2008200820082008

Lophelia II: Reefs, Rigs, and Wrecks (MMS and NOAA OER)
Cruise Summary: September 20 – October 2, 2008
R/V Nancy Foster, ROV SeaEye Falcon
NOAA Ocean Explorer

This cruise included 12 working days at sea with the SeaView Falcon II ROV operated by SeaVision Systems on board the NOAA Ship Nancy Foster. We departed out of Gulfport, MS and returned to Pascagoula, MS. We collected multibeam data at 13 sites and completed 10  ROV deployments over eight different sites. This was a successful reconnaissance cruise that explored a number of new sites in the Gulf of Mexico, gathered CTD and multibeam data at a number of sites, discovered new areas of L. pertusa abundance including one new site, and collected one gorgonian species not previously known from the Gulf of Mexico.

At Green Canyon (GC) 140, gorgonians and antipatharians were abundant, but no scleractianians (including Lophelia pertusa) were observed. Antipatharians were over 1-2 m tall and 2-3 m across, and hosted at least 10 different species directly on the skeleton or associated with the coral structure. At GC234, we found a new linear ridge feature that was a continuation to the north of the known coral ridge at that site. Exploration of this area revealed the presence of additional mounds and low-lying ridges colonized by L. pertusa, and we collected a specimen of Paragorgia sp., the first occurrence of this genus in the Gulf of Mexico. At Mississippi Canyon (MC) 751, a large area of carbonate outcrops was colonized by living L. pertusa as well as numerous species of gorgonians and antipatharians. The corals were generally on the tops of carbonate outcrops with tubeworms all around the edges, extending down into the sediments.

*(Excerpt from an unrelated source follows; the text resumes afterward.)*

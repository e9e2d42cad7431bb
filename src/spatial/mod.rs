//! Spatial index over snappable geometry segments.

pub mod static_rtree;

pub use static_rtree::{SegmentEntry, StaticRTree};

The final dive at a previously unexplored area of Viosca Knoll (VK) 906 revealed a long ridge system with gorgonian and antipatharian corals at the edge of another narrow canyon-like feature. We explored one of these mounds at the very end of the dive and it appeared to be composed of a combination of dead L. pertusa skeleton and carbonate rubble. There were some live L. pertusa colonies here as well, growing on rubble on a fairly flat seafloor. This type of habitat for L. pertusa has not been observed previously in the Gulf of Mexico, and should be another good target for future exploration and research.